**About this task:**
Tally the lines below that hold the string "third", and report the tally by itself.
[Dataset records Boundary: Start]
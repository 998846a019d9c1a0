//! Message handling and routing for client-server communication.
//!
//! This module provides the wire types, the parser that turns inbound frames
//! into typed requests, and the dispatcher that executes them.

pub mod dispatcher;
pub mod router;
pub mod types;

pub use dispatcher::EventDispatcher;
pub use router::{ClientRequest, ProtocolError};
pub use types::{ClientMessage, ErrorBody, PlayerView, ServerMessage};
[Dataset records Boundary: End]
[Dataset records Boundary: Start]
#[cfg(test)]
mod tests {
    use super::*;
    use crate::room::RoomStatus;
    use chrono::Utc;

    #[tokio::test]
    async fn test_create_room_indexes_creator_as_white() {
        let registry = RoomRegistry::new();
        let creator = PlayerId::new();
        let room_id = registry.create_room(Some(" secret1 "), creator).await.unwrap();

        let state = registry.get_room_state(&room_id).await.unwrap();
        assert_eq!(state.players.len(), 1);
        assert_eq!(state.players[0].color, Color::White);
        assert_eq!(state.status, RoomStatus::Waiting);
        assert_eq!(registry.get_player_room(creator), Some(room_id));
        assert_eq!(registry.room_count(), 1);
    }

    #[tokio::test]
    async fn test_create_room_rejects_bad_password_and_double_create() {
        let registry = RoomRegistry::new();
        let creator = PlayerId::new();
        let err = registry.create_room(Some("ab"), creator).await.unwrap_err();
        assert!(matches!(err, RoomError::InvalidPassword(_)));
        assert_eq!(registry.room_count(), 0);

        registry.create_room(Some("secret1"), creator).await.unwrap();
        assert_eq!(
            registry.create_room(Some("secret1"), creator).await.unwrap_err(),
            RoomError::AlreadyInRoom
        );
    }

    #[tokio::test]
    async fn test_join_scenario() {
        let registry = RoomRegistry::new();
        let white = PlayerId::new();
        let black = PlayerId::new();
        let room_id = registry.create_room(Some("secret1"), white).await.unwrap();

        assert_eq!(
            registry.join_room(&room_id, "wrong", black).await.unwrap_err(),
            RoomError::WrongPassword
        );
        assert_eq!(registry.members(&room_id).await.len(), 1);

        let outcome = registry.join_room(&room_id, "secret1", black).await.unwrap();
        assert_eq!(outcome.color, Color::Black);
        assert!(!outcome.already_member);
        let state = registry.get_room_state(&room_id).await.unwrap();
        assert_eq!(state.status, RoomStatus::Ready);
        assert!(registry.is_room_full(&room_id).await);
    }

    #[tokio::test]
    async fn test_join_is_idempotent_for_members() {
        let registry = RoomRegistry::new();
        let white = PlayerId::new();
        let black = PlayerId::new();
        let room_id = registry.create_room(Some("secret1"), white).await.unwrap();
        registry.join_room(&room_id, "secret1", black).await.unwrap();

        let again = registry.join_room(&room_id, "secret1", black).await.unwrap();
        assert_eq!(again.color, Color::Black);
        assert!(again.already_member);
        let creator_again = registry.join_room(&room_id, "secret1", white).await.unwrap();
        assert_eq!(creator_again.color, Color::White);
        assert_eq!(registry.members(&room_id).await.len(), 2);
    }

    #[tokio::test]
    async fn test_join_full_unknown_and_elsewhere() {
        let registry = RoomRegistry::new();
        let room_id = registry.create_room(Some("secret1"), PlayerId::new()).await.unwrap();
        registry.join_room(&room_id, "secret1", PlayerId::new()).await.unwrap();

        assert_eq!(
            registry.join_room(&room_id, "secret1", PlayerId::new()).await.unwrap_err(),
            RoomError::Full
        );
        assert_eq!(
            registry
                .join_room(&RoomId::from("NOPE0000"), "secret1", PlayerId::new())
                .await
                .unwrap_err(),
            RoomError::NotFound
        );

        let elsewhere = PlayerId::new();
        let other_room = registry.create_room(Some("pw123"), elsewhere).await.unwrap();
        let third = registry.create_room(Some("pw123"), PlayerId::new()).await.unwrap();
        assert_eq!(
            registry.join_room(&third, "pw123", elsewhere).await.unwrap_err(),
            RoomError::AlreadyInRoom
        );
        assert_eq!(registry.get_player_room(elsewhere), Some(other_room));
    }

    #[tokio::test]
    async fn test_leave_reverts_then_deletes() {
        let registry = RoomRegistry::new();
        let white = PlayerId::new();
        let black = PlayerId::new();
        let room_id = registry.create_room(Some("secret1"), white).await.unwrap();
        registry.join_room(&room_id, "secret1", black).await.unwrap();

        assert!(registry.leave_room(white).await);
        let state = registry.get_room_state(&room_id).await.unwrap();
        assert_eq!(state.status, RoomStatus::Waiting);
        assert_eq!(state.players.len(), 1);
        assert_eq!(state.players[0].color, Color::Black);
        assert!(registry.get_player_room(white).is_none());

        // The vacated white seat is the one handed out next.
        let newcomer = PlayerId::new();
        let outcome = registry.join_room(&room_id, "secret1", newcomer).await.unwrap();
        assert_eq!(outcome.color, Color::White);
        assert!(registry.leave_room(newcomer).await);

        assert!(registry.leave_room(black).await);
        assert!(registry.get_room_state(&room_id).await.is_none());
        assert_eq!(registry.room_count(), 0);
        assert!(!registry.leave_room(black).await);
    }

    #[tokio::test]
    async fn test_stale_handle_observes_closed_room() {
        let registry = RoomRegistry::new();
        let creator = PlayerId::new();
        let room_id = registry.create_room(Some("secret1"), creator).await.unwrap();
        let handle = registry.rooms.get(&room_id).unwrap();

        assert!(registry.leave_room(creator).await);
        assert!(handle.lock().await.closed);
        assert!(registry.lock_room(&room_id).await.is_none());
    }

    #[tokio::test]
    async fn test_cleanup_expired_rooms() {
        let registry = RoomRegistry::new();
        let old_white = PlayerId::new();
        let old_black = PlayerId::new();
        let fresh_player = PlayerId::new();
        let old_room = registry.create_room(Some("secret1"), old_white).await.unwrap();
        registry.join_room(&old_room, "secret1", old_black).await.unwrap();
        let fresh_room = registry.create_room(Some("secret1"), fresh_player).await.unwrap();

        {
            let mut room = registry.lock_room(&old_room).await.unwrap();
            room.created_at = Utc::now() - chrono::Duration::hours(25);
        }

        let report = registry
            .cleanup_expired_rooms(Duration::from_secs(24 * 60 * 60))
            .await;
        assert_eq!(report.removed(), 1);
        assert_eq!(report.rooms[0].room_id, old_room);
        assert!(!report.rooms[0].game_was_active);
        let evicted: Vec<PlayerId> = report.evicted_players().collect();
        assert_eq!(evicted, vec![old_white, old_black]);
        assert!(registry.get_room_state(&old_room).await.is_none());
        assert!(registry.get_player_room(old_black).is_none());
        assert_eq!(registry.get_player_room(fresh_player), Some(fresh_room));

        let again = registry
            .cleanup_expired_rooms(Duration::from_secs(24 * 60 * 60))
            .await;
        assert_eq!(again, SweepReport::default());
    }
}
[Dataset records Boundary: End]
**Answer section:**
2